I was thinking about keeping a small octopus. Has anyone had any experience with these creatures? I have heard that they are very hard to keep. If so, what species would be the best for a beginner?

Thank You


----------



## Obie (Sep 17, 2005)

They are EXREMELY difficult to keep. One of my personal areas of study is Cephalopod neurophysiology and behavior (particularly squid and cuttlefish social behavior). Only a couple of species can even be kept alive by experts for extended periods. Plus they are even more sensitive to water conditions than most marine animals, and octopi love to escape from even supposedly securely closed tanks.
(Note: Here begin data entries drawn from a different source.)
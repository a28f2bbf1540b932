use thiserror::Error;

/// Result type alias for gateway operations
pub type Result<T> = std::result::Result<T, GatewayError>;

/// Errors raised while answering a range query.
///
/// Every variant maps to a stable category string through [`GatewayError::kind`],
/// which is what callers see in the `errortype` field of a response envelope.
#[derive(Debug, Clone, Error)]
pub enum GatewayError {
    /// Network or byte-range read failure
    #[error("{0}")]
    SourceFetch(String),

    /// Malformed header, index or record reported by the format reader
    #[error("{0}")]
    Format(String),

    /// Request rejected before any read was attempted
    #[error("{0}")]
    Validation(String),

    /// Unexpected failure inside the gateway
    #[error("{0}")]
    Internal(String),

    /// Failure without a known category
    #[error("{0}")]
    Other(String),
}

impl GatewayError {
    /// Category string reported to callers.
    pub fn kind(&self) -> &'static str {
        match self {
            GatewayError::SourceFetch(_) => "SourceFetchError",
            GatewayError::Format(_) => "FormatError",
            GatewayError::Validation(_) => "ValidationError",
            GatewayError::Internal(_) => "InternalError",
            GatewayError::Other(_) => "unknown",
        }
    }

    /// Returns true for errors that must short-circuit a request with a 4xx.
    pub fn is_validation(&self) -> bool {
        matches!(self, GatewayError::Validation(_))
    }
}

impl From<opendal::Error> for GatewayError {
    fn from(err: opendal::Error) -> Self {
        GatewayError::SourceFetch(err.to_string())
    }
}

impl From<std::io::Error> for GatewayError {
    fn from(err: std::io::Error) -> Self {
        GatewayError::SourceFetch(err.to_string())
    }
}

impl From<serde_json::Error> for GatewayError {
    fn from(err: serde_json::Error) -> Self {
        GatewayError::Format(err.to_string())
    }
}

impl From<url::ParseError> for GatewayError {
    fn from(err: url::ParseError) -> Self {
        GatewayError::Validation(format!("Invalid source locator: {err}"))
    }
}

impl From<tokio::task::JoinError> for GatewayError {
    fn from(err: tokio::task::JoinError) -> Self {
        GatewayError::Internal(err.to_string())
    }
}

#[cfg(test)]
mod tests {
    use super::*;

    #[test]
    fn test_kind_strings() {
        assert_eq!(
            GatewayError::SourceFetch("x".into()).kind(),
            "SourceFetchError"
        );
        assert_eq!(GatewayError::Format("x".into()).kind(), "FormatError");
        assert_eq!(
            GatewayError::Validation("x".into()).kind(),
            "ValidationError"
        );
        assert_eq!(GatewayError::Internal("x".into()).kind(), "InternalError");
        assert_eq!(GatewayError::Other("x".into()).kind(), "unknown");
    }

    #[test]
    fn test_io_error_is_fetch_error() {
        let err: GatewayError =
            std::io::Error::new(std::io::ErrorKind::ConnectionReset, "reset").into();
        assert_eq!(err.kind(), "SourceFetchError");
        assert_eq!(err.to_string(), "reset");
    }
}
Setting up a normal marine tank properly costs a fortune (think thousands of dollars for protein skimmers, metal halide lighting hoods, UV sterilizers, etc.)...trying to properly keep Cephalopods is a real challenge :shock: .


----------



## infinity (Sep 18, 2005)

but if you're going to keep one, try for a blue ringed octopus  - they're potentially lethal, pretty and only the size of a silver dollar  

but yeah, let me know how that goes, i think octopi are amazing...


----------



## *RYAN* (Sep 18, 2005)

yea ... just dont touch the blue ringed because you will probably die :shock:


----------



## Johnald Chaffinch (Sep 18, 2005)

i was thinking about looking after one, looked in to it and then decided it would be near impossible. i read there's only about 5 people in the whole of the UK that keep an octopus at home successfully. also, i read there's about 10 things you have to have right about the water. even if you get everything completely right - the octopus might feel like killing itself 

if you're really gonna go for it keep us posted, it'd be amazing if you were successfull  

, from me at : *octopus*@hotmail.co.uk 8)


----------



## Ian (Sep 18, 2005)

I believe crytal palace aquarium has some in a while back, they are amazing, stock all sorts of exotic sea and land reptiles and mammals.

Cheers,

Ian


----------



## ellroy (Sep 19, 2005)

I have to admit I've been tempted by an octopus before, having kept marine fish but as Obie already mentioned they are exceptionally sensitive to water conditions. You are looking at hundreds if not thousands of £/$'s to get the setup running. Then they need practically daily care and most don't live much longer than your average mantis!

They are amazing though.....www.tonmo.com is the best website I found....I'm sure they'll talk you out of it!!

Cheers

Alan


----------